Molecular network of important genes for systemic sclerosis-related progressive lung fibrosis.

BACKGROUND

Considerable progress has been made in illuminating the pathological events for systemic sclerosis (SSc)-related progressive lung fibrosis. The molecular events that lead to SSc-related progressive lung fibrosis need to be defined. Some important genes have been identified from a recent study in humans. We aim to construct and compare the similarities and differences of molecular pathways between SSc-related progressive lung fibrosis and normal lungs of humans and mice.

METHODS

We used the analytical approach of association of key genes in SSc-related progressive lung fibrosis. We first identified the probes for genes of SSc-related progressive lung fibrosis and analyzed the pathways in human lung using data generated by microarray. We then analyzed the gene pathways in mouse lung for similar sets of probes. Gene expression data from livers were used to compare with that in lung in both humans and mice.

RESULTS

Our analysis indicated that, in humans, the expression levels of genes for macrophage activation are more strongly associated with each other than that in mice.

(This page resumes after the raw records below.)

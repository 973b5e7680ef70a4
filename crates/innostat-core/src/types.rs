//! Core types for the polling pipeline.
//!
//! This module provides the fundamental types used throughout the crate:
//! - [`MetricName`]: a validated, dotted metric name
//! - [`MetricId`]: the stable surrogate key a name is catalogued under
//! - [`RawMeasurement`]: a named observation as produced by a source
//! - [`Measurement`]: a resolved observation as persisted by the store

use chrono::NaiveDateTime;
use serde::{Deserialize, Serialize};

use crate::error::{MetricsError, Result};

/// Text format of `Measurement.ts`. The fractional part is omitted when zero.
pub const TIMESTAMP_FORMAT: &str = "%Y-%m-%d %H:%M:%S%.f";

/// Renders a timestamp the way it is keyed in the store.
#[must_use]
pub fn format_timestamp(ts: &NaiveDateTime) -> String {
    ts.format(TIMESTAMP_FORMAT).to_string()
}

/// Parses a timestamp previously rendered with [`format_timestamp`].
///
/// # Errors
///
/// Returns the chrono parse error if `text` is not in [`TIMESTAMP_FORMAT`].
pub fn parse_timestamp(text: &str) -> std::result::Result<NaiveDateTime, chrono::ParseError> {
    NaiveDateTime::parse_from_str(text, TIMESTAMP_FORMAT)
}

/// Which server-side namespace a metric comes from.
#[derive(Debug, Clone, Copy, PartialEq, Eq, Hash, Serialize, Deserialize)]
#[serde(rename_all = "snake_case")]
pub enum SourceKind {
    /// `information_schema.INNODB_METRICS`.
    EngineCounter,
    /// `information_schema.GLOBAL_STATUS`.
    StatusVariable,
}

/// A validated metric name.
///
/// Names are derived from one of two source shapes:
/// - engine counters: `subsystem.name.type`
/// - status variables: `status.` followed by the lower-cased variable name
#[derive(Debug, Clone, PartialEq, Eq, PartialOrd, Ord, Hash, Serialize, Deserialize)]
#[serde(transparent)]
pub struct MetricName(String);

impl MetricName {
    /// Maximum allowed length for a metric name, in bytes.
    pub const MAX_LENGTH: usize = 256;

    /// Prefix shared by every status-variable name.
    pub const STATUS_PREFIX: &'static str = "status";

    /// Creates a new validated metric name.
    ///
    /// # Errors
    ///
    /// Returns `MetricsError::InvalidMetricName` if the name is empty,
    /// too long, or contains whitespace.
    pub fn new(name: impl Into<String>) -> Result<Self> {
        let name = name.into();

        if name.is_empty() {
            return Err(MetricsError::InvalidMetricName {
                reason: "metric name cannot be empty".to_string(),
            });
        }

        if name.len() > Self::MAX_LENGTH {
            return Err(MetricsError::InvalidMetricName {
                reason: format!(
                    "metric name exceeds maximum length of {} bytes",
                    Self::MAX_LENGTH
                ),
            });
        }

        if let Some(c) = name.chars().find(|c| c.is_whitespace()) {
            return Err(MetricsError::InvalidMetricName {
                reason: format!("invalid character {c:?} in metric name"),
            });
        }

        Ok(Self(name))
    }

    /// Derives the name of an engine counter: `subsystem.name.type`.
    ///
    /// # Errors
    ///
    /// Returns `MetricsError::InvalidMetricName` if the joined name is invalid.
    pub fn engine(subsystem: &str, name: &str, kind: &str) -> Result<Self> {
        Self::new(format!("{subsystem}.{name}.{kind}"))
    }

    /// Derives the name of a status variable: `status.<lowercase name>`.
    ///
    /// # Errors
    ///
    /// Returns `MetricsError::InvalidMetricName` if the joined name is invalid.
    pub fn status(variable: &str) -> Result<Self> {
        Self::new(format!(
            "{}.{}",
            Self::STATUS_PREFIX,
            variable.to_lowercase()
        ))
    }

    /// Returns the metric name as a string slice.
    #[must_use]
    pub fn as_str(&self) -> &str {
        &self.0
    }

    /// Consumes the `MetricName` and returns the inner string.
    #[must_use]
    pub fn into_inner(self) -> String {
        self.0
    }
}

impl std::fmt::Display for MetricName {
    fn fmt(&self, f: &mut std::fmt::Formatter<'_>) -> std::fmt::Result {
        f.write_str(&self.0)
    }
}

impl AsRef<str> for MetricName {
    fn as_ref(&self) -> &str {
        &self.0
    }
}

/// Surrogate key of a catalogued metric name.
///
/// Assigned once by the store and never reassigned or reused.
#[derive(Debug, Clone, Copy, PartialEq, Eq, PartialOrd, Ord, Hash, Serialize, Deserialize)]
#[serde(transparent)]
pub struct MetricId(pub i64);

impl MetricId {
    /// Returns the raw integer key.
    #[must_use]
    pub const fn get(self) -> i64 {
        self.0
    }
}

impl std::fmt::Display for MetricId {
    fn fmt(&self, f: &mut std::fmt::Formatter<'_>) -> std::fmt::Result {
        write!(f, "{}", self.0)
    }
}

/// A named observation, as read from the monitored server.
#[derive(Debug, Clone, PartialEq, Eq, Serialize, Deserialize)]
pub struct RawMeasurement {
    /// When the value was observed (server-local time).
    pub timestamp: NaiveDateTime,
    /// Normalized metric name.
    pub name: MetricName,
    /// Observed value.
    pub value: i64,
}

impl RawMeasurement {
    /// Creates a new raw measurement.
    #[must_use]
    pub const fn new(timestamp: NaiveDateTime, name: MetricName, value: i64) -> Self {
        Self {
            timestamp,
            name,
            value,
        }
    }

    /// Attaches a catalog id, producing a storable [`Measurement`].
    #[must_use]
    pub const fn resolved(&self, id: MetricId) -> Measurement {
        Measurement {
            timestamp: self.timestamp,
            id,
            value: self.value,
        }
    }
}

/// A resolved observation. `(timestamp, id)` is unique in the store.
#[derive(Debug, Clone, Copy, PartialEq, Eq, Serialize, Deserialize)]
pub struct Measurement {
    /// When the value was observed.
    pub timestamp: NaiveDateTime,
    /// Catalog id of the metric.
    pub id: MetricId,
    /// Observed value.
    pub value: i64,
}

#[cfg(test)]
mod tests {
    use super::*;
    use chrono::NaiveDate;

    fn ts(h: u32, m: u32, s: u32) -> NaiveDateTime {
        NaiveDate::from_ymd_opt(2024, 3, 1)
            .and_then(|d| d.and_hms_opt(h, m, s))
            .expect("valid timestamp")
    }

    mod metric_name {
        use super::*;

        #[test]
        fn valid_names() {
            assert!(MetricName::new("lock.waits.counter").is_ok());
            assert!(MetricName::new("status.uptime").is_ok());
            assert!(MetricName::new("x").is_ok());
        }

        #[test]
        fn empty_name_rejected() {
            let result = MetricName::new("");
            assert!(matches!(
                result,
                Err(MetricsError::InvalidMetricName { .. })
            ));
        }

        #[test]
        fn whitespace_rejected() {
            assert!(MetricName::new("lock waits").is_err());
            assert!(MetricName::new("lock\twaits").is_err());
        }

        #[test]
        fn max_length() {
            let at_limit = "a".repeat(MetricName::MAX_LENGTH);
            assert!(MetricName::new(at_limit).is_ok());

            let over_limit = "a".repeat(MetricName::MAX_LENGTH + 1);
            assert!(MetricName::new(over_limit).is_err());
        }

        #[test]
        fn engine_name_is_subsystem_name_type() {
            let name = MetricName::engine("lock", "waits", "counter").expect("valid");
            assert_eq!(name.as_str(), "lock.waits.counter");
        }

        #[test]
        fn status_name_is_lowercased_with_prefix() {
            let name = MetricName::status("Threads_connected").expect("valid");
            assert_eq!(name.as_str(), "status.threads_connected");
        }

        #[test]
        fn status_names_collide_on_case() {
            let a = MetricName::status("Uptime").expect("valid");
            let b = MetricName::status("UPTIME").expect("valid");
            assert_eq!(a, b);
        }

        #[test]
        fn display_and_as_ref() {
            let name = MetricName::new("status.uptime").expect("valid");
            assert_eq!(format!("{name}"), "status.uptime");
            assert_eq!(name.as_ref(), "status.uptime");
            assert_eq!(name.into_inner(), "status.uptime".to_string());
        }

        #[test]
        fn serializes_as_plain_string() {
            let name = MetricName::new("status.uptime").expect("valid");
            let json = serde_json::to_string(&name).expect("serialize");
            assert_eq!(json, "\"status.uptime\"");
        }
    }

    mod timestamps {
        use super::*;

        #[test]
        fn whole_seconds_have_no_fraction() {
            assert_eq!(format_timestamp(&ts(10, 0, 2)), "2024-03-01 10:00:02");
        }

        #[test]
        fn fractional_seconds_are_kept() {
            let t = ts(10, 0, 2) + chrono::TimeDelta::milliseconds(250);
            assert_eq!(format_timestamp(&t), "2024-03-01 10:00:02.250");
        }

        #[test]
        fn parse_inverts_format() {
            let t = ts(23, 59, 59);
            assert_eq!(parse_timestamp(&format_timestamp(&t)).expect("parse"), t);
        }
    }

    mod measurement {
        use super::*;

        #[test]
        fn resolved_keeps_timestamp_and_value() {
            let name = MetricName::new("status.uptime").expect("valid");
            let raw = RawMeasurement::new(ts(1, 2, 3), name, 42);
            let m = raw.resolved(MetricId(7));
            assert_eq!(m.timestamp, ts(1, 2, 3));
            assert_eq!(m.id, MetricId(7));
            assert_eq!(m.value, 42);
        }

        #[test]
        fn raw_measurement_json_shape() {
            let name = MetricName::new("status.uptime").expect("valid");
            let raw = RawMeasurement::new(ts(1, 2, 3), name, 42);
            let value = serde_json::to_value(&raw).expect("serialize");
            assert_eq!(value["name"], "status.uptime");
            assert_eq!(value["value"], 42);
            assert_eq!(value["timestamp"], "2024-03-01T01:02:03");
        }
    }
}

In both humans and mice, the associations of these genes are much greater in the lung than that in the liver. The association in gene expression between humans and mice are similar for IFN-regulated genes and profibrotic/Tgfβ-regulated genes.

CONCLUSION

Our analysis reveals the differences and similarities of the network of key genes between humans and mice during the molecular processes that eventually lead to fibrosis in the lung.